ABOUT THIS TASK » Scan the records below for the word "Range". Copy each line where it appears.

PROVIDED MATERIAL »
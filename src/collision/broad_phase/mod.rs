//! Broadphase strategies: cheap culling of body pairs before narrowphase

mod bvh;
mod naive;

pub use bvh::BvhBroadphase;
pub use naive::{NaiveBroadphase, NaiveMode};

use crate::dynamics::Body;
use crate::geometry::Aabb;

/// Produces candidate body pairs for the narrowphase.
///
/// Pairs are body indices into the world's body slice, lower index first.
pub trait BroadPhase: std::fmt::Debug {
    /// Appends every candidate pair of this step to `pairs`
    fn collision_pairs(&mut self, bodies: &mut [Body], pairs: &mut Vec<(usize, usize)>);

    /// Appends the index of every body whose bounds overlap `aabb`
    fn aabb_query(&mut self, bodies: &mut [Body], aabb: Aabb, result: &mut Vec<usize>);

    /// Called after a body was removed so cached state can be dropped
    fn body_removed(&mut self, _body: &Body) {}
}

/// Filter shared by every strategy: collision groups must accept each
/// other, and at least one body must be able to move.
///
/// Kinematic bodies count as movable so they can push sleeping bodies.
pub fn need_broadphase_collision(a: &Body, b: &Body) -> bool {
    if a.collision_filter_group & b.collision_filter_mask == 0
        || b.collision_filter_group & a.collision_filter_mask == 0
    {
        return false;
    }
    let inert = |body: &Body| body.is_static() || body.is_sleeping();
    !(inert(a) && inert(b))
}

#[cfg(test)]
mod tests {
    use super::*;
    use crate::geometry::Shape;

    #[test]
    fn test_static_pairs_are_skipped() {
        let a = Body::fixed();
        let b = Body::fixed();
        assert!(!need_broadphase_collision(&a, &b));

        let ball = Body::new(1.0).with_shape(Shape::sphere(1.0).unwrap());
        assert!(need_broadphase_collision(&a, &ball));

        let mut sleeping = ball.clone();
        sleeping.sleep();
        assert!(!need_broadphase_collision(&a, &sleeping));
        assert!(need_broadphase_collision(&Body::kinematic(), &sleeping));
    }

    #[test]
    fn test_group_masks() {
        let a = Body::new(1.0).with_collision_filter(0b01, 0b10);
        let b = Body::new(1.0).with_collision_filter(0b10, 0b01);
        let c = Body::new(1.0).with_collision_filter(0b10, 0b10);
        assert!(need_broadphase_collision(&a, &b));
        assert!(!need_broadphase_collision(&a, &c));
    }
}
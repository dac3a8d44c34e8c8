use serde::{Deserialize, Serialize};

use crate::geometry::{box_inertia, Aabb, Shape};
use crate::math::{Mat3, Quat, Transform, Vec3};

use super::material::MaterialId;

/// Stable identifier of a body inside a [`World`](crate::world::World)
#[derive(Debug, Clone, Copy, PartialEq, Eq, Hash, PartialOrd, Ord, Serialize, Deserialize)]
pub struct BodyId(pub u32);

/// The type of rigid body
#[derive(Debug, Clone, Copy, PartialEq, Eq, Default, Serialize, Deserialize)]
pub enum BodyType {
    /// Dynamic bodies are affected by forces and collisions
    #[default]
    Dynamic,
    /// Static bodies never move
    Static,
    /// Kinematic bodies move according to their velocity but aren't affected by forces
    Kinematic,
}

#[derive(Debug, Clone, Copy, PartialEq, Eq, Default, Serialize, Deserialize)]
pub enum SleepState {
    #[default]
    Awake,
    /// Slow enough to sleep; waiting out the sleep time limit
    Sleepy,
    Sleeping,
}

/// A sleep state change reported by [`Body::sleep_tick`]
#[derive(Debug, Clone, Copy, PartialEq, Eq)]
pub enum SleepTransition {
    Sleepy,
    Sleep,
    /// A sleeping body was given a speed above its limit
    WakeUp,
}

/// A rigid body in the physics simulation
#[derive(Debug, Clone)]
pub struct Body {
    pub(crate) id: Option<BodyId>,
    body_type: BodyType,

    pub(crate) position: Vec3,
    pub(crate) quaternion: Quat,
    pub(crate) previous_position: Vec3,
    pub(crate) previous_quaternion: Quat,
    pub(crate) interpolated_position: Vec3,
    pub(crate) interpolated_quaternion: Quat,

    /// Linear velocity
    pub velocity: Vec3,
    /// Angular velocity (in radians per second)
    pub angular_velocity: Vec3,
    /// Accumulated force (reset each step)
    pub force: Vec3,
    /// Accumulated torque (reset each step)
    pub torque: Vec3,

    mass: f32,
    inv_mass: f32,
    inertia: Vec3,
    inv_inertia: Vec3,
    inv_inertia_world: Mat3,
    fixed_rotation: bool,

    /// Per-axis multiplier on linear motion; zero locks an axis
    pub linear_factor: Vec3,
    /// Per-axis multiplier on angular motion; zero locks an axis
    pub angular_factor: Vec3,
    /// Fraction of linear velocity lost per second
    pub linear_damping: f32,
    /// Fraction of angular velocity lost per second
    pub angular_damping: f32,

    pub material: Option<MaterialId>,
    pub collision_filter_group: u32,
    pub collision_filter_mask: u32,
    /// When false, contacts are detected and reported but never resolved
    pub collision_response: bool,
    /// Triggers report overlaps and never produce contact forces
    pub is_trigger: bool,

    pub allow_sleep: bool,
    pub sleep_speed_limit: f32,
    pub sleep_time_limit: f32,
    sleep_state: SleepState,
    /// Time at which the body last started moving slower than the limit
    slow_since: Option<f32>,
    pub(crate) wake_up_after_narrowphase: bool,

    shapes: Vec<Shape>,
    shape_offsets: Vec<Vec3>,
    shape_orientations: Vec<Quat>,
    bounding_radius: f32,
    aabb: Aabb,
    pub(crate) aabb_needs_update: bool,

    // Solver scratch, valid during one step
    pub(crate) inv_mass_solve: f32,
    pub(crate) inv_inertia_world_solve: Mat3,
    pub(crate) vlambda: Vec3,
    pub(crate) wlambda: Vec3,
}
mod mat3;
mod quat;
mod transform;
mod vec3;

pub use mat3::Mat3;
pub use quat::Quat;
pub use transform::Transform;
pub use vec3::Vec3;

/// Common math constants
pub mod consts {
    /// Tolerance used by geometric degeneracy checks
    pub const EPSILON: f32 = 1e-6;
}
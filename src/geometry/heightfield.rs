//! Regular height grids, collided as a field of triangular convex pillars

use crate::error::{PhysicsError, Result};
use crate::math::{Transform, Vec3};

use super::aabb::Aabb;
use super::convex::ConvexPolyhedron;

/// One half of a grid cell extruded down to below the lowest sample
#[derive(Debug, Clone)]
pub struct Pillar {
    pub hull: ConvexPolyhedron,
    /// Position of the hull origin in heightfield-local space
    pub offset: Vec3,
}

/// A grid of heights over the local XY plane, rising along local +Z.
///
/// `data[xi][yi]` is the height at `(xi * element_size, yi * element_size)`.
/// Each cell is split along the diagonal from `(xi + 1, yi)` to `(xi, yi + 1)`
/// into a lower and an upper triangle.
#[derive(Debug, Clone)]
pub struct Heightfield {
    data: Vec<Vec<f32>>,
    element_size: f32,
    min_value: f32,
    max_value: f32,
    pillars: Vec<[Pillar; 2]>,
}

impl Heightfield {
    pub fn new(data: Vec<Vec<f32>>, element_size: f32) -> Result<Self> {
        if !(element_size > 0.0 && element_size.is_finite()) {
            return Err(PhysicsError::InvalidHeightfield(format!(
                "element size must be positive, got {element_size}"
            )));
        }
        if data.len() < 2 {
            return Err(PhysicsError::InvalidHeightfield("need at least 2 columns".into()));
        }
        let rows = data[0].len();
        if rows < 2 {
            return Err(PhysicsError::InvalidHeightfield("need at least 2 rows".into()));
        }
        if data.iter().any(|column| column.len() != rows) {
            return Err(PhysicsError::InvalidHeightfield("columns differ in length".into()));
        }
        if data.iter().flatten().any(|h| !h.is_finite()) {
            return Err(PhysicsError::InvalidHeightfield("heights must be finite".into()));
        }

        let mut field = Self {
            data,
            element_size,
            min_value: 0.0,
            max_value: 0.0,
            pillars: Vec::new(),
        };
        field.update_limits();
        field.rebuild_pillars()?;
        Ok(field)
    }

    /// Number of samples along x and y
    pub fn size(&self) -> (usize, usize) {
        (self.data.len(), self.data[0].len())
    }

    pub fn element_size(&self) -> f32 {
        self.element_size
    }

    pub fn min_value(&self) -> f32 {
        self.min_value
    }

    pub fn max_value(&self) -> f32 {
        self.max_value
    }

    pub fn height_at_index(&self, xi: usize, yi: usize) -> Option<f32> {
        self.data.get(xi)?.get(yi).copied()
    }

    /// Replaces one sample and rebuilds the pillars that touch it. A change
    /// of the global minimum rebuilds everything since every pillar hangs
    /// down to it.
    pub fn set_height(&mut self, xi: usize, yi: usize, value: f32) -> Result<()> {
        let (nx, ny) = self.size();
        if xi >= nx || yi >= ny {
            return Err(PhysicsError::InvalidHeightfield(format!(
                "sample ({xi}, {yi}) outside {nx}x{ny} grid"
            )));
        }
        if !value.is_finite() {
            return Err(PhysicsError::InvalidHeightfield("heights must be finite".into()));
        }

        self.data[xi][yi] = value;
        let old_min = self.min_value;
        self.update_limits();
        if self.min_value != old_min {
            return self.rebuild_pillars();
        }

        for cx in xi.saturating_sub(1)..xi.min(nx - 2) + 1 {
            for cy in yi.saturating_sub(1)..yi.min(ny - 2) + 1 {
                let index = self.cell_index(cx, cy);
                self.pillars[index] = [self.build_pillar(cx, cy, false)?, self.build_pillar(cx, cy, true)?];
            }
        }
        Ok(())
    }

    /// Cached pillar for one triangle of a cell
    pub fn pillar(&self, xi: usize, yi: usize, upper: bool) -> Option<&Pillar> {
        let (nx, ny) = self.size();
        if xi + 1 >= nx || yi + 1 >= ny {
            return None;
        }
        self.pillars.get(self.cell_index(xi, yi)).map(|p| &p[upper as usize])
    }

    /// Range of cell indices whose footprint overlaps the local bounds
    pub fn cell_range(&self, local: Aabb) -> Option<(std::ops::Range<usize>, std::ops::Range<usize>)> {
        let (nx, ny) = self.size();
        if local.max.z < self.min_value - 1.0 || local.min.z > self.max_value {
            return None;
        }
        let clamp = |v: f32, cells: usize| -> usize { (v / self.element_size).floor().clamp(0.0, cells as f32) as usize };
        let x0 = clamp(local.min.x, nx - 1);
        let x1 = clamp(local.max.x, nx - 2) + 1;
        let y0 = clamp(local.min.y, ny - 1);
        let y1 = clamp(local.max.y, ny - 2) + 1;
        if local.max.x < 0.0 || local.max.y < 0.0 || x0 >= x1 || y0 >= y1 {
            return None;
        }
        Some((x0..x1, y0..y1))
    }

    /// The lower and upper triangles of a cell in local space
    pub fn cell_triangles(&self, xi: usize, yi: usize) -> [[Vec3; 3]; 2] {
        let corner = |x: usize, y: usize| {
            Vec3::new(
                x as f32 * self.element_size,
                y as f32 * self.element_size,
                self.data[x][y],
            )
        };
        [
            [corner(xi, yi), corner(xi + 1, yi), corner(xi, yi + 1)],
            [corner(xi + 1, yi + 1), corner(xi, yi + 1), corner(xi + 1, yi)],
        ]
    }

    /// Interpolated surface height at a local (x, y) position
    pub fn height_at(&self, x: f32, y: f32) -> Option<f32> {
        let (nx, ny) = self.size();
        let fx = x / self.element_size;
        let fy = y / self.element_size;
        if fx < 0.0 || fy < 0.0 || fx > (nx - 1) as f32 || fy > (ny - 1) as f32 {
            return None;
        }
        let xi = (fx.floor() as usize).min(nx - 2);
        let yi = (fy.floor() as usize).min(ny - 2);
        let u = fx - xi as f32;
        let v = fy - yi as f32;

        let [lower, upper] = self.cell_triangles(xi, yi);
        let h = if u + v <= 1.0 {
            lower[0].z + u * (lower[1].z - lower[0].z) + v * (lower[2].z - lower[0].z)
        } else {
            // Upper triangle measured from the (xi + 1, yi + 1) corner
            let (s, t) = (1.0 - u, 1.0 - v);
            upper[0].z + s * (upper[1].z - upper[0].z) + t * (upper[2].z - upper[0].z)
        };
        Some(h)
    }

    pub fn bounding_radius(&self) -> f32 {
        let (nx, ny) = self.size();
        Vec3::new(
            nx as f32 * self.element_size,
            ny as f32 * self.element_size,
            self.max_value.abs().max(self.min_value.abs()),
        )
        .length()
    }

    pub fn local_aabb(&self) -> Aabb {
        let (nx, ny) = self.size();
        Aabb::new(
            Vec3::new(0.0, 0.0, self.min_value),
            Vec3::new(
                (nx - 1) as f32 * self.element_size,
                (ny - 1) as f32 * self.element_size,
                self.max_value,
            ),
        )
    }

    pub fn world_aabb(&self, frame: Transform) -> Aabb {
        self.local_aabb().transformed(frame)
    }

    fn cell_index(&self, xi: usize, yi: usize) -> usize {
        xi * (self.size().1 - 1) + yi
    }

    fn update_limits(&mut self) {
        let (min, max) = self
            .data
            .iter()
            .flatten()
            .fold((f32::MAX, f32::MIN), |(lo, hi), &h| (lo.min(h), hi.max(h)));
        self.min_value = min;
        self.max_value = max;
    }

    fn rebuild_pillars(&mut self) -> Result<()> {
        let (nx, ny) = self.size();
        let mut pillars = Vec::with_capacity((nx - 1) * (ny - 1));
        for xi in 0..nx - 1 {
            for yi in 0..ny - 1 {
                pillars.push([self.build_pillar(xi, yi, false)?, self.build_pillar(xi, yi, true)?]);
            }
        }
        self.pillars = pillars;
        Ok(())
    }

    fn build_pillar(&self, xi: usize, yi: usize, upper: bool) -> Result<Pillar> {
        let [lower_tri, upper_tri] = self.cell_triangles(xi, yi);
        let tri = if upper { upper_tri } else { lower_tri };

        let bottom = self.min_value - 1.0;
        let lowest_top = tri.iter().map(|p| p.z).fold(f32::MAX, f32::min);
        let centroid = (tri[0] + tri[1] + tri[2]) / 3.0;
        let offset = Vec3::new(centroid.x, centroid.y, (lowest_top + bottom) * 0.5);

        let mut vertices = Vec::with_capacity(6);
        for p in tri {
            vertices.push(p - offset);
        }
        for p in tri {
            vertices.push(Vec3::new(p.x, p.y, bottom) - offset);
        }

        // Top triangle, bottom triangle and three side quads
        let faces = vec![
            vec![0, 1, 2],
            vec![5, 4, 3],
            vec![0, 3, 4, 1],
            vec![1, 4, 5, 2],
            vec![2, 5, 3, 0],
        ];
        let hull = ConvexPolyhedron::new(vertices, faces).map_err(|e| {
            PhysicsError::InvalidHeightfield(format!("pillar ({xi}, {yi}, upper={upper}): {e}"))
        })?;
        Ok(Pillar { hull, offset })
    }
}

SOLUTION BELOW »
    /// Range of cell indices whose footprint overlaps the local bounds
    pub fn cell_range(&self, local: Aabb) -> Option<(std::ops::Range<usize>, std::ops::Range<usize>)> {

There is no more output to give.